Under Nuclear Regulatory Commission regulations, the incident is being termed “an unusual event.” But “there was no release or potential release of radiation,” Edison communications representative David Barron said.
Unit 2 of the reactor probably will remain out of operation for the next week until the fire area can be cleaned and the precise cause of the blaze nailed down, Barron added.
The unit had been operating under full power when the fire broke out. It produces 1,100 megawatts of electricity, serving about 750,000 homes in Southern California. Other Southern California Edison Co. plants will generate additional energy to make up for the loss of power from Unit 2, Barron said.
In Non-Nuclear Area
The fire began at 10:14 a.m. Thursday in the rear of a turbine generator that measures about 10 by 20 feet and is on “the non-nuclear side of the plant,” Barron said. Several hundred workers were in the plant at the time.
Black smoke from the blaze could be seen by drivers on Interstate 5, said Dave Kusumoto, a spokesman for San Diego Gas & Electric Co., which owns 20% of the nuclear plant.
When the fire started, however, the turbine automatically shut down and the reactor then shut off, too, Barron said.
Within five minutes, automatic fire extinguishers put out the blaze, he said. An Edison fire crew stationed at the power plant was then able to go into the rear of the generator and start cleaning up.
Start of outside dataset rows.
#[test]
fn test_hung_hierarchy_does_not_hold_the_caller() {
    let store = PermissionStore::new();
    allow_everything(&store);
    let slow = SlowHierarchy {
        inner: hierarchy(),
        delay: Duration::from_millis(1500),
    };
    let sink = InMemoryAuditSink::new();
    let config = EngineConfig {
        timeouts: TimeoutConfig {
            evaluation_timeout_ms: 50,
            hierarchy_timeout_ms: 20,
            identity_timeout_ms: 20,
        },
        ..Default::default()
    };
    let engine = PermissionEngine::new(
        &store,
        Arc::new(slow),
        Arc::new(InMemoryDirectory::new()),
        &sink,
        config,
    );

    let start = Instant::now();
    let decision = engine.evaluate(&doc_request("doc1"));
    let elapsed = start.elapsed();
    assert!(!decision.allow);
    assert_eq!(decision.reason, DecisionReason::Timeout);
    assert!(elapsed < Duration::from_millis(500), "caller waited {:?}", elapsed);
}

#[test]
fn test_identity_timeout_and_outage_fail_closed() {
    let store = PermissionStore::new();
    allow_everything(&store);
    let h = Arc::new(hierarchy());
    let sink = InMemoryAuditSink::new();

    let engine = PermissionEngine::new(
        &store,
        h.clone(),
        Arc::new(TimingOutDirectory),
        &sink,
        EngineConfig::default(),
    );
    let decision = engine.evaluate(&doc_request("doc1"));
    assert!(!decision.allow);
    assert_eq!(decision.reason, DecisionReason::Timeout);

    let engine = PermissionEngine::new(
        &store,
        h,
        Arc::new(DownDirectory),
        &sink,
        EngineConfig::default(),
    );
    let decision = engine.evaluate(&doc_request("doc1"));
    assert!(!decision.allow);
    assert_eq!(decision.reason, DecisionReason::CollaboratorUnavailable);
}

#[test]
fn test_malformed_hierarchy_denied() {
    let store = PermissionStore::new();
    allow_everything(&store);
    let h = InMemoryHierarchy::new();
    h.place_resource(
        ResourceType::Document,
        "doc1",
        ScopeNode::new(Scope::Project, "apollo"),
    )
    .unwrap();
    h.nest(
        ScopeNode::new(Scope::Project, "apollo"),
        ScopeNode::new(Scope::Folder, "inside-out"),
    )
    .unwrap();
    let sink = InMemoryAuditSink::new();
    let engine = PermissionEngine::new(
        &store,
        Arc::new(h),
        Arc::new(InMemoryDirectory::new()),
        &sink,
        EngineConfig::default(),
    );

    let decision = engine.evaluate(&doc_request("doc1"));
    assert!(!decision.allow);
    assert_eq!(decision.reason, DecisionReason::InvalidHierarchy);
}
An engine company from Camp Pendleton was on standby but did not go to the scene.
Sparking in Brushes
By late Thursday, Edison officials had targeted a likely cause for the fire. “It appears we had failures in what are called the brushes,” said plant site manager Harold Ray, an Edison vice president. Some workers noticed “a sparking” in the brushes that are used to transfer electricity from the rotating part of the electrical system to the stationary part of the system, he explained.
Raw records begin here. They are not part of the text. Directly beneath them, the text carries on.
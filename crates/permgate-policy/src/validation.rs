//! Boundary validation for permission records and evaluation contexts.
//!
//! Every check runs; all issues are returned together so an administrator
//! can fix a grant in one round trip.

use permgate_core::{ResourceType, Scope};

use crate::condition::compile_pattern;
use crate::context::ContextField;
use crate::types::{Condition, ConditionOperator, EvaluationContext, Permission, MAX_PRIORITY};

/// Whether a permission on `resource_type` may be anchored at `scope`.
pub fn scope_allowed(resource_type: ResourceType, scope: Scope) -> bool {
    match resource_type {
        ResourceType::Document => true,
        ResourceType::Folder => scope >= Scope::Folder,
        ResourceType::Workflow | ResourceType::Report => scope >= Scope::Project,
        ResourceType::System => matches!(scope, Scope::Organization | Scope::Global),
        ResourceType::Global => scope == Scope::Global,
    }
}

#[derive(Debug, Clone, Copy, PartialEq, Eq)]
pub enum ResourceIdRule {
    Required,
    Optional,
    Forbidden,
}

/// Whether a permission at `scope` must, may or must not name a resource.
pub fn resource_id_rule(scope: Scope) -> ResourceIdRule {
    match scope {
        Scope::Document | Scope::Folder => ResourceIdRule::Required,
        Scope::Project | Scope::Department | Scope::Organization => ResourceIdRule::Optional,
        Scope::Global => ResourceIdRule::Forbidden,
    }
}

/// Validate a materialised permission record.
pub fn validate_permission(permission: &Permission) -> Result<(), Vec<String>> {
    let mut errors = Vec::new();

    if permission.id.as_str().is_empty() {
        errors.push("permission id must not be empty".to_string());
    }
    if permission.subject.id.as_str().is_empty() {
        errors.push("subject id must not be empty".to_string());
    }

    let action_type = permission.action.resource_type();
    if action_type != permission.resource_type {
        errors.push(format!(
            "action '{}' does not apply to resource type '{}'",
            permission.action, permission.resource_type
        ));
    }

    if !scope_allowed(permission.resource_type, permission.scope) {
        errors.push(format!(
            "scope '{}' is not compatible with resource type '{}'",
            permission.scope, permission.resource_type
        ));
    }

    match (resource_id_rule(permission.scope), &permission.resource_id) {
        (ResourceIdRule::Required, None) => errors.push(format!(
            "scope '{}' requires a resource id",
            permission.scope
        )),
        (ResourceIdRule::Required, Some(id)) | (ResourceIdRule::Optional, Some(id))
            if id.as_str().is_empty() =>
        {
            errors.push("resource id must not be empty".to_string())
        }
        (ResourceIdRule::Forbidden, Some(_)) => errors.push(format!(
            "scope '{}' must not name a resource id",
            permission.scope
        )),
        _ => {}
    }

    if permission.priority > MAX_PRIORITY {
        errors.push(format!(
            "priority {} exceeds maximum of {}",
            permission.priority, MAX_PRIORITY
        ));
    }

    if let (Some(from), Some(until)) = (permission.valid_from, permission.valid_until) {
        if from >= until {
            errors.push("validFrom must be before validUntil".to_string());
        }
    }

    for (i, condition) in permission.conditions.iter().enumerate() {
        check_condition(&format!("conditions[{}]", i), condition, &mut errors);
    }

    for (i, constraint) in permission.constraints.iter().enumerate() {
        for (j, condition) in constraint.conditions.iter().enumerate() {
            let at = format!("constraints[{}].conditions[{}]", i, j);
            let field = ContextField::parse(&condition.field);
            if !constraint.constraint_type.permits(&field) {
                errors.push(format!(
                    "{}: field '{}' is not allowed in a {} constraint",
                    at, condition.field, constraint.constraint_type
                ));
            }
            check_condition(&at, condition, &mut errors);
        }
    }

    if errors.is_empty() {
        Ok(())
    } else {
        Err(errors)
    }
}

fn check_condition(at: &str, condition: &Condition, errors: &mut Vec<String>) {
    if condition.field.trim().is_empty() {
        errors.push(format!("{}: field must not be empty", at));
    }
    match condition.operator {
        ConditionOperator::In | ConditionOperator::Nin => {
            if !condition.value.is_array() {
                errors.push(format!(
                    "{}: value for '{:?}' must be an array",
                    at, condition.operator
                ));
            }
        }
        ConditionOperator::Regex => match condition.value.as_str() {
            Some(pattern) => {
                if let Err(e) = compile_pattern(pattern, condition.case_sensitive) {
                    errors.push(format!("{}: invalid regex: {}", at, e));
                }
            }
            None => errors.push(format!("{}: regex value must be a string", at)),
        },
        _ => {}
    }
}

/// Structural checks on a request before anything is looked up.
pub fn validate_context(context: &EvaluationContext) -> Result<(), Vec<String>> {
    let mut errors = Vec::new();

    if context.subject_id.as_str().trim().is_empty() {
        errors.push("subjectId must not be empty".to_string());
    }
    if context.action.resource_type() != context.resource_type {
        errors.push(format!(
            "action '{}' does not apply to resource type '{}'",
            context.action, context.resource_type
        ));
    }
    match (context.resource_type, &context.resource_id) {
        (ResourceType::Global, _) => {}
        (_, None) => errors.push(format!(
            "resourceId is required for resource type '{}'",
            context.resource_type
        )),
        (_, Some(id)) if id.as_str().is_empty() => {
            errors.push("resourceId must not be empty".to_string())
        }
        _ => {}
    }

    if errors.is_empty() {
        Ok(())
    } else {
        Err(errors)
    }
}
“They (workers) saw the sparking. They went out and closed the door on the cabinet and went out to get assistance. And before they could take action, the fire got started,” Ray said.
Edison officials said they could not put a dollar value on the damage, but Ray said there was little evidence of the fire in the turbine generator itself.
“It’s not scorched or singed. There’s no evidence of fire other than right at the location of these brushes. It is just a lot of soot,” he said.
The fire in Unit 2 was the second at the power plant this year. In April, a minor oil fire forced the shutdown of Unit 3 for several days, Barron said.
The power plant’s other units, 1 and 3, are providing 456 megawatts and 1,100 megawatts respectively.